* [The problem]: Check each line of the data for "const", and copy the ones that have it.

* [Data under study]:
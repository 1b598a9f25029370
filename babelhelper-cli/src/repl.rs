//! Interactive REPL.

use crate::commands::{format_lines, format_owned_events};
use babelhelper_client::{Client, ClientError, ConnectionConfig};
use colored::Colorize;
use rustyline::error::ReadlineError;
use rustyline::history::DefaultHistory;
use rustyline::{Config, Editor};

const HELP_TEXT: &str = r#"
Available commands:
  help                          Show this help
  dump                          Dump interfaces, neighbours and routes
  reconnect                     Drop the connection and open a new one

  Anything else is sent to the daemon as-is, for example:
  dump-neighbours, dump-routes, flush interface eth0

  quit, exit                    Exit the REPL
"#;

pub async fn run(config: ConnectionConfig, json: bool) -> Result<(), Box<dyn std::error::Error>> {
    println!("{}", "babelctl".bold().cyan());
    println!("Connecting to {}...", config.addr);

    let mut client = Client::connect(config.clone()).await?;
    println!("{}", "Connected!".green());

    // Create readline editor
    let rl_config = Config::builder()
        .history_ignore_space(true)
        .auto_add_history(true)
        .build();
    let mut rl: Editor<(), DefaultHistory> = Editor::with_config(rl_config)?;

    // Load history
    let history_path = home::home_dir()
        .map(|h| h.join(".babelctl_history"))
        .unwrap_or_else(|| ".babelctl_history".into());
    let _ = rl.load_history(&history_path);

    println!("Type 'help' for available commands.\n");

    loop {
        let prompt = format!("{} ", "babel>".cyan());
        match rl.readline(&prompt) {
            Ok(line) => {
                let line = line.trim();
                if line.is_empty() {
                    continue;
                }

                match line {
                    "help" | "?" => println!("{}", HELP_TEXT),
                    "quit" | "exit" | "q" => break,
                    "reconnect" => {
                        let _ = client.close().await;
                        client = Client::connect(config.clone()).await?;
                        println!("{}\n", "Reconnected.".green());
                    }
                    _ => match execute_repl_command(&mut client, line, json).await {
                        Ok(output) => println!("{}\n", output),
                        Err(e) => {
                            println!("{}: {}\n", "Error".red(), e);
                            if !client.connection().is_ready() {
                                println!("{}\n", "Type 'reconnect' to open a new connection.".dimmed());
                            }
                        }
                    },
                }
            }
            Err(ReadlineError::Interrupted) => {
                println!("^C");
                continue;
            }
            Err(ReadlineError::Eof) => {
                println!("^D");
                break;
            }
            Err(err) => {
                println!("{}: {:?}", "Error".red(), err);
                break;
            }
        }
    }

    // Save history
    let _ = rl.save_history(&history_path);

    // Disconnect
    let _ = client.close().await;
    println!("{}", "Disconnected.".dimmed());

    Ok(())
}

async fn execute_repl_command(
    client: &mut Client,
    line: &str,
    json: bool,
) -> Result<String, ClientError> {
    if line == "dump" {
        let events = client.dump().await?;
        if events.is_empty() {
            return Ok("Nothing to dump".yellow().to_string());
        }
        return Ok(format_owned_events(&events, json));
    }

    let lines = client.send(line).await?;
    Ok(format_lines(&lines, json))
}
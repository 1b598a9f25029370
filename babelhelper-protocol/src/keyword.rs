//! Keyword tables for the babel control protocol.
//!
//! Each table maps a protocol keyword to its code and must be sorted by the
//! byte-wise order of the keyword, as lookups use binary search.

use serde::{Serialize, Serializer};
use std::fmt;

/// Kind of change announced by an event line (first token).
#[derive(Debug, Clone, Copy, PartialEq, Eq, Hash, Default)]
pub enum EventType {
    #[default]
    Unknown,
    Flush,
    Add,
    Change,
}

/// Topology entity an event line describes (second token).
#[derive(Debug, Clone, Copy, PartialEq, Eq, Hash, Default)]
pub enum ObjectType {
    #[default]
    Unknown,
    Interface,
    Neighbour,
    XRoute,
    Route,
}

/// Parameter keywords that may follow the object identifier.
#[derive(Debug, Clone, Copy, PartialEq, Eq, Hash, PartialOrd, Ord)]
pub enum Param {
    Up,
    Ipv4,
    Ipv6,
    Address,
    If,
    Reach,
    Ureach,
    Rxcost,
    Txcost,
    Cost,
    Prefix,
    From,
    Metric,
    Installed,
    Id,
    Refmetric,
    Via,
}

const EVENT_KEYWORDS: [(&str, EventType); 3] = [
    ("add", EventType::Add),
    ("change", EventType::Change),
    ("flush", EventType::Flush),
];

const OBJECT_KEYWORDS: [(&str, ObjectType); 4] = [
    ("interface", ObjectType::Interface),
    ("neighbour", ObjectType::Neighbour),
    ("route", ObjectType::Route),
    ("xroute", ObjectType::XRoute),
];

const PARAM_KEYWORDS: [(&str, Param); Param::COUNT] = [
    ("address", Param::Address),
    ("cost", Param::Cost),
    ("from", Param::From),
    ("id", Param::Id),
    ("if", Param::If),
    ("installed", Param::Installed),
    ("ipv4", Param::Ipv4),
    ("ipv6", Param::Ipv6),
    ("metric", Param::Metric),
    ("prefix", Param::Prefix),
    ("reach", Param::Reach),
    ("refmetric", Param::Refmetric),
    ("rxcost", Param::Rxcost),
    ("txcost", Param::Txcost),
    ("up", Param::Up),
    ("ureach", Param::Ureach),
    ("via", Param::Via),
];

/// Looks up `keyword` in a sorted table.
///
/// Comparison is exact and case-sensitive.
pub fn lookup<T: Copy>(table: &[(&'static str, T)], keyword: &str) -> Option<T> {
    table
        .binary_search_by(|(entry, _)| entry.as_bytes().cmp(keyword.as_bytes()))
        .ok()
        .map(|index| table[index].1)
}

impl EventType {
    /// Classifies an event verb; anything not in the table is `Unknown`.
    pub fn from_keyword(keyword: &str) -> Self {
        lookup(&EVENT_KEYWORDS, keyword).unwrap_or(EventType::Unknown)
    }

    pub fn as_str(&self) -> &'static str {
        match self {
            EventType::Unknown => "<unknown>",
            EventType::Flush => "flush",
            EventType::Add => "add",
            EventType::Change => "change",
        }
    }
}

impl ObjectType {
    /// Classifies an object type; anything not in the table is `Unknown`.
    pub fn from_keyword(keyword: &str) -> Self {
        lookup(&OBJECT_KEYWORDS, keyword).unwrap_or(ObjectType::Unknown)
    }

    pub fn as_str(&self) -> &'static str {
        match self {
            ObjectType::Unknown => "<unknown>",
            ObjectType::Interface => "interface",
            ObjectType::Neighbour => "neighbour",
            ObjectType::XRoute => "xroute",
            ObjectType::Route => "route",
        }
    }
}

impl Param {
    /// Number of parameter slots in an event.
    pub const COUNT: usize = 17;

    /// All parameters, in slot order.
    pub const ALL: [Param; Param::COUNT] = [
        Param::Up,
        Param::Ipv4,
        Param::Ipv6,
        Param::Address,
        Param::If,
        Param::Reach,
        Param::Ureach,
        Param::Rxcost,
        Param::Txcost,
        Param::Cost,
        Param::Prefix,
        Param::From,
        Param::Metric,
        Param::Installed,
        Param::Id,
        Param::Refmetric,
        Param::Via,
    ];

    /// Classifies a parameter keyword. Returns `None` for unknown keywords.
    pub fn from_keyword(keyword: &str) -> Option<Self> {
        lookup(&PARAM_KEYWORDS, keyword)
    }

    /// Slot index of this parameter in an event's parameter array.
    pub fn index(self) -> usize {
        self as usize
    }

    pub fn as_str(&self) -> &'static str {
        match self {
            Param::Up => "up",
            Param::Ipv4 => "ipv4",
            Param::Ipv6 => "ipv6",
            Param::Address => "address",
            Param::If => "if",
            Param::Reach => "reach",
            Param::Ureach => "ureach",
            Param::Rxcost => "rxcost",
            Param::Txcost => "txcost",
            Param::Cost => "cost",
            Param::Prefix => "prefix",
            Param::From => "from",
            Param::Metric => "metric",
            Param::Installed => "installed",
            Param::Id => "id",
            Param::Refmetric => "refmetric",
            Param::Via => "via",
        }
    }
}

impl fmt::Display for EventType {
    fn fmt(&self, f: &mut fmt::Formatter<'_>) -> fmt::Result {
        f.write_str(self.as_str())
    }
}

impl fmt::Display for ObjectType {
    fn fmt(&self, f: &mut fmt::Formatter<'_>) -> fmt::Result {
        f.write_str(self.as_str())
    }
}

impl fmt::Display for Param {
    fn fmt(&self, f: &mut fmt::Formatter<'_>) -> fmt::Result {
        f.write_str(self.as_str())
    }
}

// Serialized as the wire keyword; unknown variants as "unknown".
impl Serialize for EventType {
    fn serialize<S: Serializer>(&self, serializer: S) -> Result<S::Ok, S::Error> {
        match self {
            EventType::Unknown => serializer.serialize_str("unknown"),
            other => serializer.serialize_str(other.as_str()),
        }
    }
}

impl Serialize for ObjectType {
    fn serialize<S: Serializer>(&self, serializer: S) -> Result<S::Ok, S::Error> {
        match self {
            ObjectType::Unknown => serializer.serialize_str("unknown"),
            other => serializer.serialize_str(other.as_str()),
        }
    }
}

impl Serialize for Param {
    fn serialize<S: Serializer>(&self, serializer: S) -> Result<S::Ok, S::Error> {
        serializer.serialize_str(self.as_str())
    }
}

* [Solution below]:
const HELP_TEXT: &str = r#"
const EVENT_KEYWORDS: [(&str, EventType); 3] = [
const OBJECT_KEYWORDS: [(&str, ObjectType); 4] = [
const PARAM_KEYWORDS: [(&str, Param); Param::COUNT] = [
    pub const COUNT: usize = 17;
    pub const ALL: [Param; Param::COUNT] = [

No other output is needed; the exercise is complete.